- Assignment
Collect all lines containing the word "Ordering" from the data.

====== Information supplied

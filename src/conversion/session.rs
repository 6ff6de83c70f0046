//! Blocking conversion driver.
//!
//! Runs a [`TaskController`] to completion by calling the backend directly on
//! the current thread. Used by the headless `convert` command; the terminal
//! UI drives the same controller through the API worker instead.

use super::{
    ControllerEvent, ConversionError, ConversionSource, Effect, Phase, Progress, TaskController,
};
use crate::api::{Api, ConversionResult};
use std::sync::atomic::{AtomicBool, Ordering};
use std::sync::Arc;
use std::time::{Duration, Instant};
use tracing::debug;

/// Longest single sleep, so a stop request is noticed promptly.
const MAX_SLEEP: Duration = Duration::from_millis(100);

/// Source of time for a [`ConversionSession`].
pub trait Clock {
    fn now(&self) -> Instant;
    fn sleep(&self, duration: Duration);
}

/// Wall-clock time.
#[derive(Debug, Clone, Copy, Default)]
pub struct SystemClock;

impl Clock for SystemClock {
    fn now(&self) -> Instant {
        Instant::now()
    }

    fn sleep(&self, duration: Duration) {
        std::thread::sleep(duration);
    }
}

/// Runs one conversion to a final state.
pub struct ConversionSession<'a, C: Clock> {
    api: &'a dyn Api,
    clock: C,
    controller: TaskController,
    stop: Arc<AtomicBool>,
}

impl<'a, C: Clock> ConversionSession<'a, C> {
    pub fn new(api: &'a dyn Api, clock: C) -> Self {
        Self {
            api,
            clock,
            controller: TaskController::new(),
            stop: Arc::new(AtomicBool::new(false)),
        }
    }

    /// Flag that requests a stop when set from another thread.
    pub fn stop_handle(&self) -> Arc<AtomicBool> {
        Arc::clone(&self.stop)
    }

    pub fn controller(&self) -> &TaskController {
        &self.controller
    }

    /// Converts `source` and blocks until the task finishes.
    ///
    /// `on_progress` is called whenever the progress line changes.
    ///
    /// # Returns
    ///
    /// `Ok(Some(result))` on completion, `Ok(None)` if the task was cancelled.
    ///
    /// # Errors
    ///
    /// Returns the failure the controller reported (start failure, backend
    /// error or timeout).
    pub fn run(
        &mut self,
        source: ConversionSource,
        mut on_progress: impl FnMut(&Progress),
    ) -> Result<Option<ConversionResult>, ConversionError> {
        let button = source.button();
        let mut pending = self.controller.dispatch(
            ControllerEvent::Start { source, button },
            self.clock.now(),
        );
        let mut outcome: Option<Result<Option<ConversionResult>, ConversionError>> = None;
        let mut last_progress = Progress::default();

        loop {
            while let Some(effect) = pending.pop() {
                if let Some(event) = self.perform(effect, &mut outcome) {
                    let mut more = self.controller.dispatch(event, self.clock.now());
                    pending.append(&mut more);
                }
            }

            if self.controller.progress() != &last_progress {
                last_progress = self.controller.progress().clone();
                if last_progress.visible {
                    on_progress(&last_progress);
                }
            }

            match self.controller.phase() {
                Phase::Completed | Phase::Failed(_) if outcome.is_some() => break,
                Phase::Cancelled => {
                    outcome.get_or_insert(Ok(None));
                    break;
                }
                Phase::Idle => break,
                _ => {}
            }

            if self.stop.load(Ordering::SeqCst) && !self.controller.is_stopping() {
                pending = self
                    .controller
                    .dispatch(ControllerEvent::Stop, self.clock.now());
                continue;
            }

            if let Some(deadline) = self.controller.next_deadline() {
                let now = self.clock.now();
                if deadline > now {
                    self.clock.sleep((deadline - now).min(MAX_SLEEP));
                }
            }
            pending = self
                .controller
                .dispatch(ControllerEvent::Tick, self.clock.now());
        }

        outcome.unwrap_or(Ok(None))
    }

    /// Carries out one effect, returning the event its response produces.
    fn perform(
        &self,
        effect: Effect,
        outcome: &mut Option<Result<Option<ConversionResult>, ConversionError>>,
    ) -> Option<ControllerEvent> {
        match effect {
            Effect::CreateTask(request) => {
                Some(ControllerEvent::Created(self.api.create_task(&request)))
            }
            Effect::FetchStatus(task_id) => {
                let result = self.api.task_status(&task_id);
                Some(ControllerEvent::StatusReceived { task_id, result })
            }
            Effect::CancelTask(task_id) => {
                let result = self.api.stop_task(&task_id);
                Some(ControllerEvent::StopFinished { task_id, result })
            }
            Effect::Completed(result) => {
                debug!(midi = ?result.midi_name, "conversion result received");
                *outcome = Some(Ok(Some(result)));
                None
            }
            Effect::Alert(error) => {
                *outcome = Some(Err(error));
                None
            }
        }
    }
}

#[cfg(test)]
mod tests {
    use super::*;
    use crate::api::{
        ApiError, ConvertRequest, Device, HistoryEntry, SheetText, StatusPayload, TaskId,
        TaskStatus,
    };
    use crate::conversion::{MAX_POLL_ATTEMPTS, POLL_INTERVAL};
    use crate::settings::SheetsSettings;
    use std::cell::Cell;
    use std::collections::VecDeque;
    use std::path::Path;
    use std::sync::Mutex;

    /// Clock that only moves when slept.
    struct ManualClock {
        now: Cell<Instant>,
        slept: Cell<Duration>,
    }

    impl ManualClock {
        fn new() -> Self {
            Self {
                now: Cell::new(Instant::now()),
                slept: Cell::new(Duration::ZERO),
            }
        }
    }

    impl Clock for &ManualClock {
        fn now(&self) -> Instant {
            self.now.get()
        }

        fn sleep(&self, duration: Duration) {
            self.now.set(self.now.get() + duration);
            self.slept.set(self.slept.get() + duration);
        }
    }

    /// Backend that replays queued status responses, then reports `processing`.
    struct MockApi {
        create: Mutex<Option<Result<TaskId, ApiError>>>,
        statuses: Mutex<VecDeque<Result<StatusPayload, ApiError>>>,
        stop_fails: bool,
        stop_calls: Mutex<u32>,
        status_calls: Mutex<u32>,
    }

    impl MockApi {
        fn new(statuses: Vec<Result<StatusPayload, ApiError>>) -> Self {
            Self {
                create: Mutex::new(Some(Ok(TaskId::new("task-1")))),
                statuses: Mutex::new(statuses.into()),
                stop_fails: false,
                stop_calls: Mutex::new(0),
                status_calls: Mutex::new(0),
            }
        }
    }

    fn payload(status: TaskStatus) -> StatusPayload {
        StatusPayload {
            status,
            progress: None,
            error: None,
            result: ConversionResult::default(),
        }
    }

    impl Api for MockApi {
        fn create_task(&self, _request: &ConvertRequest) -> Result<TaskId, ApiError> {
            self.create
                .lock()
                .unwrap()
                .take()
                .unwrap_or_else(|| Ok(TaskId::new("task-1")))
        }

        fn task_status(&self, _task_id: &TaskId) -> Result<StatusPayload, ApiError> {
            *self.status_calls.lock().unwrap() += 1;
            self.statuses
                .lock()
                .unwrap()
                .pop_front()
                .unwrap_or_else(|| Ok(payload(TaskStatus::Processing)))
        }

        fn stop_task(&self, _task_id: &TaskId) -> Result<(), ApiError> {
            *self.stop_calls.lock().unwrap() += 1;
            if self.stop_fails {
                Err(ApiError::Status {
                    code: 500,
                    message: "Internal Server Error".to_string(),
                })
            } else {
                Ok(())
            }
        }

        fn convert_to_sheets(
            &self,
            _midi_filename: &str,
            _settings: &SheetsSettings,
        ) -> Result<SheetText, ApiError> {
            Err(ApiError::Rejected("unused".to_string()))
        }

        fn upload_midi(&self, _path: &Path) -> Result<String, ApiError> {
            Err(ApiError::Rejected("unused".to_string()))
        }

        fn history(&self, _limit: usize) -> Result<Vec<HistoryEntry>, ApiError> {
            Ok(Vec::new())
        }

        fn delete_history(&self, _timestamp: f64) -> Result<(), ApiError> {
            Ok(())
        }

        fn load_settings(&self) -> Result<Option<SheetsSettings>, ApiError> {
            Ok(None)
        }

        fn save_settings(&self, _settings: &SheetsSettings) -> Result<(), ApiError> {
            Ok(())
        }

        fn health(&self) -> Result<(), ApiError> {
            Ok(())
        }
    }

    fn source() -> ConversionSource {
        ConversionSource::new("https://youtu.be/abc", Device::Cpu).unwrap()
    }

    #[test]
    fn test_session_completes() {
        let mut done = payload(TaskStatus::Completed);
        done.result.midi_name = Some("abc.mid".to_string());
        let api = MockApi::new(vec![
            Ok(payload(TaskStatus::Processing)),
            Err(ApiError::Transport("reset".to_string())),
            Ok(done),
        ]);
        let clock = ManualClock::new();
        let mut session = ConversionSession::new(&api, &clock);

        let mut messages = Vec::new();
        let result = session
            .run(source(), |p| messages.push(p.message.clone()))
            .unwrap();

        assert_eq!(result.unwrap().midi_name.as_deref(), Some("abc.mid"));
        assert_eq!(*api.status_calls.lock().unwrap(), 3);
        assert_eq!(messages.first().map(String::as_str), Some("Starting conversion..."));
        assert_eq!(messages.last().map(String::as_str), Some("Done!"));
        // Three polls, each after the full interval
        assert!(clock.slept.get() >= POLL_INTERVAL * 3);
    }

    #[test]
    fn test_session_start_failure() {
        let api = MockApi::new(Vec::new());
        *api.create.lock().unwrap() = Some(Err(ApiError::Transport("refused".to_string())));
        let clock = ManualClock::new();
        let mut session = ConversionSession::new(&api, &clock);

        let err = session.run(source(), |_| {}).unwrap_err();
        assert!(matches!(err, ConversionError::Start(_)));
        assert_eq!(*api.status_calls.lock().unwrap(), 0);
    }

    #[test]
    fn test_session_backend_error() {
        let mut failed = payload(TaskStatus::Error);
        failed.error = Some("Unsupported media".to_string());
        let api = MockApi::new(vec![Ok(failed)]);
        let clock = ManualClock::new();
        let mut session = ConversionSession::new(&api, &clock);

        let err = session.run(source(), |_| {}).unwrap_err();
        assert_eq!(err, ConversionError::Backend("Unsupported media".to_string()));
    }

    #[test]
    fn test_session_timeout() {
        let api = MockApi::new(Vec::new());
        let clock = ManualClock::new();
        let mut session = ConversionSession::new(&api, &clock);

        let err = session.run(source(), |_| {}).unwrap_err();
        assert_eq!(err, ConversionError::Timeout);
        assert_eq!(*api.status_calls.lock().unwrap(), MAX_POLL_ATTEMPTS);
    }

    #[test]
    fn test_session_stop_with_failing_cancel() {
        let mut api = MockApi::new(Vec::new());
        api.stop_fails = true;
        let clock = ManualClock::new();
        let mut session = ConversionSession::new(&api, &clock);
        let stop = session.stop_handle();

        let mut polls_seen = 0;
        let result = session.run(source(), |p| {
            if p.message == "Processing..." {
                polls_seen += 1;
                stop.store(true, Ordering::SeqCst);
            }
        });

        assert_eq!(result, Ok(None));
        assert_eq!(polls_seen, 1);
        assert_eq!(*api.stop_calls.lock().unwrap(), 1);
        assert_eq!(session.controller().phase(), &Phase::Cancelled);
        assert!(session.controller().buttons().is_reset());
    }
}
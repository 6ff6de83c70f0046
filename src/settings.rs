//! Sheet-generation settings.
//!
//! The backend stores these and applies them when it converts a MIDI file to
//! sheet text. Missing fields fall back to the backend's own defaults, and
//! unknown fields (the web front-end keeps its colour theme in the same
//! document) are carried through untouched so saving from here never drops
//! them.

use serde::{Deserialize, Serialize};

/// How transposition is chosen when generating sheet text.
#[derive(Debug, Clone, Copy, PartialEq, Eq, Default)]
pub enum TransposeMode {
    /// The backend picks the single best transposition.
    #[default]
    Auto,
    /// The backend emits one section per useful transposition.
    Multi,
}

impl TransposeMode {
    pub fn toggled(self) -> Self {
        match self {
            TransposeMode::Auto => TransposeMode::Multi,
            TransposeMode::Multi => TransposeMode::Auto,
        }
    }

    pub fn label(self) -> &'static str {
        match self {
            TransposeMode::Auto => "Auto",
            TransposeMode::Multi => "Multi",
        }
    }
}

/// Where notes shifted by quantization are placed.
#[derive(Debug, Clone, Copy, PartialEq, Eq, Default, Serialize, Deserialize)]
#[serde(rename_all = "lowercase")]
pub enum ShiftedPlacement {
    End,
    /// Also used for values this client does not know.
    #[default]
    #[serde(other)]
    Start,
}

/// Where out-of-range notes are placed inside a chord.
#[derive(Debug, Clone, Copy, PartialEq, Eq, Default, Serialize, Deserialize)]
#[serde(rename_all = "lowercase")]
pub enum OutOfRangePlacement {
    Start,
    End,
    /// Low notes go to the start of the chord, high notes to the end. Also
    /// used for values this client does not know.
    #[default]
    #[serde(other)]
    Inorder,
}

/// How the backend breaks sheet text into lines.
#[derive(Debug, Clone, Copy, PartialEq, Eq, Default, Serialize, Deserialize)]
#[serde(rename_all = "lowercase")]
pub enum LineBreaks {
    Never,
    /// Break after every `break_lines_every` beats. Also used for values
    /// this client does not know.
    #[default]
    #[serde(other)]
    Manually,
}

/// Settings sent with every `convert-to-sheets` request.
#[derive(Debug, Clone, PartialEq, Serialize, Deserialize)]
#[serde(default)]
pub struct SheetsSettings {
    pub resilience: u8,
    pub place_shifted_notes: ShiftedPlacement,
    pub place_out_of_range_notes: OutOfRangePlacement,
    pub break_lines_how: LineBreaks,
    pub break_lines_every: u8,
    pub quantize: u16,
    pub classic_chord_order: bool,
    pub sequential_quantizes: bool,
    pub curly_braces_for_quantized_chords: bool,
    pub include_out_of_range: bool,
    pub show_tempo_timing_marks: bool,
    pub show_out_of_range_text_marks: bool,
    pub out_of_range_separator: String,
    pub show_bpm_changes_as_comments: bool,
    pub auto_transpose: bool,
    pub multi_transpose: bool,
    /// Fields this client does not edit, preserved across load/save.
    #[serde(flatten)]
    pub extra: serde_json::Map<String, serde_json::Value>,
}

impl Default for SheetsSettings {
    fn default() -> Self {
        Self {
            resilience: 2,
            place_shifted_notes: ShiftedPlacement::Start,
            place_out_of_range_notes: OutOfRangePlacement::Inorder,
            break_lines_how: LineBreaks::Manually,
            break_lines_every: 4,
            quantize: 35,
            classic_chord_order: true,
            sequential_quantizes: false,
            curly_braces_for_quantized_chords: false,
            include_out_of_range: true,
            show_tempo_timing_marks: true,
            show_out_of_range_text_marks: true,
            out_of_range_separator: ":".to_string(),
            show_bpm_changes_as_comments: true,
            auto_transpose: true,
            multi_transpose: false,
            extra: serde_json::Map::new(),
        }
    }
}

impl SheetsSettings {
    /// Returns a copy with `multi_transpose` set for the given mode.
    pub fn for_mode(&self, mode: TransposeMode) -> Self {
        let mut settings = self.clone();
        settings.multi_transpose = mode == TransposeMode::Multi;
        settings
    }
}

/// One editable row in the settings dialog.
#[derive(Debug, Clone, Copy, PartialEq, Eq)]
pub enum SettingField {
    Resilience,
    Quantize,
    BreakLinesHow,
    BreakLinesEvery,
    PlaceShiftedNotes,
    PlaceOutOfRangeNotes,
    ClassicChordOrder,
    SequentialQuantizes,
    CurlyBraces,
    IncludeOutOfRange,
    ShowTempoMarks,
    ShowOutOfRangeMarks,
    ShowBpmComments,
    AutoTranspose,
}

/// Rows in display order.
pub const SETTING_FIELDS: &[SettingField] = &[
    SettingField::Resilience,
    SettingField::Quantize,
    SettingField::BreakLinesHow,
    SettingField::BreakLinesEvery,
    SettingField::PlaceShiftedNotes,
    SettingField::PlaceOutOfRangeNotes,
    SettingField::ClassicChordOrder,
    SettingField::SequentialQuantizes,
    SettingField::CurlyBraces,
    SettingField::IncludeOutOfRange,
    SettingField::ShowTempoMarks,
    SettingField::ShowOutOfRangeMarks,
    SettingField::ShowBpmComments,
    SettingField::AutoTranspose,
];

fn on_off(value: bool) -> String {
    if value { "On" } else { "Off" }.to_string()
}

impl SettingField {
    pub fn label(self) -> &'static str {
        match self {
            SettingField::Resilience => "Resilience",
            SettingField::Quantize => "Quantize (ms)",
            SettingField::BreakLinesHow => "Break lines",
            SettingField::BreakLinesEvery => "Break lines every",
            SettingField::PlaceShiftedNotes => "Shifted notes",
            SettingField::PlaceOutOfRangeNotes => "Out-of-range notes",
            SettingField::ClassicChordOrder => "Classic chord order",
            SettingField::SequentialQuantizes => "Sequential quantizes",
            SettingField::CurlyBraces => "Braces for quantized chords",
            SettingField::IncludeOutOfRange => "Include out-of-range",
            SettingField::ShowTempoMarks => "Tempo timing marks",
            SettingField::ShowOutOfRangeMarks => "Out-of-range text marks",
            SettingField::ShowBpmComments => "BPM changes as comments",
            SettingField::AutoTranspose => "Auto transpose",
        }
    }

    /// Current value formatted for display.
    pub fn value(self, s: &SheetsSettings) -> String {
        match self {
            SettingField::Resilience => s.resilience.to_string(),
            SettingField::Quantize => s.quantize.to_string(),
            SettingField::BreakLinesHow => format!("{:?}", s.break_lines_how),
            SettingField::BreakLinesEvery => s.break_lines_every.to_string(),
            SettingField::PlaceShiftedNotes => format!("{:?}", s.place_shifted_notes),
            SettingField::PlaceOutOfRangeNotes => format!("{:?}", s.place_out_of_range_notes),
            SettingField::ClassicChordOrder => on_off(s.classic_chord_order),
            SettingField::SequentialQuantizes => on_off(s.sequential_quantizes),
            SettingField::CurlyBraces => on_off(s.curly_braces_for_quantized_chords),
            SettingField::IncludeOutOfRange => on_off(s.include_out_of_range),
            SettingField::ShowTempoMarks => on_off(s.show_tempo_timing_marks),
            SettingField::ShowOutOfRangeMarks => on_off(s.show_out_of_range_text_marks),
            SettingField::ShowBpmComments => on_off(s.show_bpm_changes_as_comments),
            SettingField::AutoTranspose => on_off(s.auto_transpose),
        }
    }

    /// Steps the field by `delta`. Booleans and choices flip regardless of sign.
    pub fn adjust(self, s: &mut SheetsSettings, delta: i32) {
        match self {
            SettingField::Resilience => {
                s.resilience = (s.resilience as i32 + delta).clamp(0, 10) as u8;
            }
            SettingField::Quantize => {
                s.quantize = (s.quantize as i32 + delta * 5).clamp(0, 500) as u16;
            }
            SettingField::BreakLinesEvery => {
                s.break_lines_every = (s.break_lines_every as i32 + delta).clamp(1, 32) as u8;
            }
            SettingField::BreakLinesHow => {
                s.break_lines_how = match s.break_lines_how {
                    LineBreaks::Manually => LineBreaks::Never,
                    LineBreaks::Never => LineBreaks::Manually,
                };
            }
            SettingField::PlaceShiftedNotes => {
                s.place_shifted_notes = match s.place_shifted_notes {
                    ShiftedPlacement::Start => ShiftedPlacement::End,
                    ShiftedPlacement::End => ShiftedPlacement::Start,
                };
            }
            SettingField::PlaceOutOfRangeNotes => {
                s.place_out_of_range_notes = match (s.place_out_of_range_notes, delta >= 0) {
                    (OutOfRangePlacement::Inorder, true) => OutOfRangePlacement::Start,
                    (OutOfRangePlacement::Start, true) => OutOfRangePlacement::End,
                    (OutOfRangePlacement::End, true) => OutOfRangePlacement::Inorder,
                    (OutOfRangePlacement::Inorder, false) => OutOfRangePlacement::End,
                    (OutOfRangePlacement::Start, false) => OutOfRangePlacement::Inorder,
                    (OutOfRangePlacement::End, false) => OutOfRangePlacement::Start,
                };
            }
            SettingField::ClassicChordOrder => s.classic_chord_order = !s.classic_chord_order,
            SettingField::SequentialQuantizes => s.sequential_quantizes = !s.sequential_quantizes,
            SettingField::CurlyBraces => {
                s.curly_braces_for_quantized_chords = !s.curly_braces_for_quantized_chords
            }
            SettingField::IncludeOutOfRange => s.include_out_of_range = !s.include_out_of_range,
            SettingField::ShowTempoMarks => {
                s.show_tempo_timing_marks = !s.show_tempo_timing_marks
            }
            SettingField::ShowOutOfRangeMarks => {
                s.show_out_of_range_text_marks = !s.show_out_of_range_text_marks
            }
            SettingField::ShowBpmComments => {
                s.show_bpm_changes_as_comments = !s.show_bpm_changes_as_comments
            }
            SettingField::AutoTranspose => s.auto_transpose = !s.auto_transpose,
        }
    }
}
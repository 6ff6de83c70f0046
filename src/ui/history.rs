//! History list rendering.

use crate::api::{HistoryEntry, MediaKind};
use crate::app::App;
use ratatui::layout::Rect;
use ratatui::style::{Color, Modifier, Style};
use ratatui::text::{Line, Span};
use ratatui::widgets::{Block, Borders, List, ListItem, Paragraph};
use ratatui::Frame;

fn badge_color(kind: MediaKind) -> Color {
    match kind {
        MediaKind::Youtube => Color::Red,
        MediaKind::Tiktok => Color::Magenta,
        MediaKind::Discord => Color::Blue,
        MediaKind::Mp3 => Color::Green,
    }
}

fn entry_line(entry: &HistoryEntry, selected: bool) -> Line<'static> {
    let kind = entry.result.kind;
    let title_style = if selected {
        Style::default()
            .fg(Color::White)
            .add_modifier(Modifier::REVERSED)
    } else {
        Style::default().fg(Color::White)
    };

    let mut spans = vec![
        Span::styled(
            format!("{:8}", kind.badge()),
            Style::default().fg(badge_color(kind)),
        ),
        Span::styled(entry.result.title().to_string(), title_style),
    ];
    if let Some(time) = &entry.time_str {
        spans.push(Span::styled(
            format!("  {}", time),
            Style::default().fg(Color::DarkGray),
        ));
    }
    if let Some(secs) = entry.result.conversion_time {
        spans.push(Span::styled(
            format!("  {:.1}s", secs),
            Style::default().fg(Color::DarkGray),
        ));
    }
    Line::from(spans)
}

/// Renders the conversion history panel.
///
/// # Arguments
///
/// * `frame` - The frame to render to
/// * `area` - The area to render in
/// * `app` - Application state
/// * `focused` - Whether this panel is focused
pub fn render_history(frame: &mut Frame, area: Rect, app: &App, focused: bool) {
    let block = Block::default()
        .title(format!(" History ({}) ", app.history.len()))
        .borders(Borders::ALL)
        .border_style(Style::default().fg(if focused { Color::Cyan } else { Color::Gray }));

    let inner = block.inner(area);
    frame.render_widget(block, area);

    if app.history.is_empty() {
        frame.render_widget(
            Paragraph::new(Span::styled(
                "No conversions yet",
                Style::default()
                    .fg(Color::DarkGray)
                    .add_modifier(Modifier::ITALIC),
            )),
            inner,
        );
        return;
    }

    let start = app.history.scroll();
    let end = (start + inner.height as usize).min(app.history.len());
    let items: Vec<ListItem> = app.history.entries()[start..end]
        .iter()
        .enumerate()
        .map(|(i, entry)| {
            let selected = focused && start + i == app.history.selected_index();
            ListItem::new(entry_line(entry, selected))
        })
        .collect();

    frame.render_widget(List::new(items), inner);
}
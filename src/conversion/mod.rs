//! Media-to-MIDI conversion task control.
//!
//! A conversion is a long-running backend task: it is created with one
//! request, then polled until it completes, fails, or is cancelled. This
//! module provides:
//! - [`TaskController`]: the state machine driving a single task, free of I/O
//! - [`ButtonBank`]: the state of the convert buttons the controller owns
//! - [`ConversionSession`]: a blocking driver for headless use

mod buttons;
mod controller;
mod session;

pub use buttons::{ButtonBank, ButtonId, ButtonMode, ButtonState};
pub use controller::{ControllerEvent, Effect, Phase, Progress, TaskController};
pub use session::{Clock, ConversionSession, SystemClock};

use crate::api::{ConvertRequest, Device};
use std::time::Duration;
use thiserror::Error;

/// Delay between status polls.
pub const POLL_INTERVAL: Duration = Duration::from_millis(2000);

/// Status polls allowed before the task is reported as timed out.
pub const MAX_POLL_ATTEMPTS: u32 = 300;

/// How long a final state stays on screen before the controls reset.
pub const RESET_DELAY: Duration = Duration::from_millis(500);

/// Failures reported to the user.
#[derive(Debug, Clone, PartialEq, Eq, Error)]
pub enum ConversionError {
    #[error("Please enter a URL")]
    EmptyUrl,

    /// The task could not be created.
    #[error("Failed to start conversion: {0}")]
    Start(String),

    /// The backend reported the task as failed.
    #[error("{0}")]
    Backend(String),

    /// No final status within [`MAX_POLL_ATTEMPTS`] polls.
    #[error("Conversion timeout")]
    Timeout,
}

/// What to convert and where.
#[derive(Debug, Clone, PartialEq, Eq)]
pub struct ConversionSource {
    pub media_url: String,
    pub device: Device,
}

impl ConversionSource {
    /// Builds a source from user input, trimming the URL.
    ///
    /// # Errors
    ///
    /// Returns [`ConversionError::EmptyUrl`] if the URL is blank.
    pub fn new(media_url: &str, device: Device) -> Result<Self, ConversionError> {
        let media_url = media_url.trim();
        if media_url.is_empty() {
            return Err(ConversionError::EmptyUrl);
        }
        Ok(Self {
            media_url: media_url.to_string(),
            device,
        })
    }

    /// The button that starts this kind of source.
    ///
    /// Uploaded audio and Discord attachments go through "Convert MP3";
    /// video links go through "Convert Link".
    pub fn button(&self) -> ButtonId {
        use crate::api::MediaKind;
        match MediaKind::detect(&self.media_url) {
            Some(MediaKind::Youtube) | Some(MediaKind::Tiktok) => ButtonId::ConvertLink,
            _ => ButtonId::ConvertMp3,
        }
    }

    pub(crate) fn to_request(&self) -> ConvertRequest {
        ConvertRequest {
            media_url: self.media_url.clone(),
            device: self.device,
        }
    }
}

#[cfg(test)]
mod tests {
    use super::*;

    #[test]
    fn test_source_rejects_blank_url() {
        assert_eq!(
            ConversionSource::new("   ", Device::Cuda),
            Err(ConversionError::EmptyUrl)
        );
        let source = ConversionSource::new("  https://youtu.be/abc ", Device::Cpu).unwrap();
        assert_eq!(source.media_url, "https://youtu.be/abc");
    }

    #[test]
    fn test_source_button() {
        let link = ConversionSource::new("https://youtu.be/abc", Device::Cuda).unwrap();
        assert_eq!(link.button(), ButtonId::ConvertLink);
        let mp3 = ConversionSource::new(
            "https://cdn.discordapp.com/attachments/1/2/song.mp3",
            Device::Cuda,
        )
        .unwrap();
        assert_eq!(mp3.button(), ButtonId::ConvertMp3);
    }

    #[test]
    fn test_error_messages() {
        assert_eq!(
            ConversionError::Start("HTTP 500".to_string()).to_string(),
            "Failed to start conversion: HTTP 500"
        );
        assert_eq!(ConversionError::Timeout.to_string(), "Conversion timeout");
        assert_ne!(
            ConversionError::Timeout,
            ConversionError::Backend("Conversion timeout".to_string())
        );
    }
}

============

- Result for this task
use std::sync::atomic::{AtomicBool, Ordering};
            if self.stop.load(Ordering::SeqCst) && !self.controller.is_stopping() {
                stop.store(true, Ordering::SeqCst);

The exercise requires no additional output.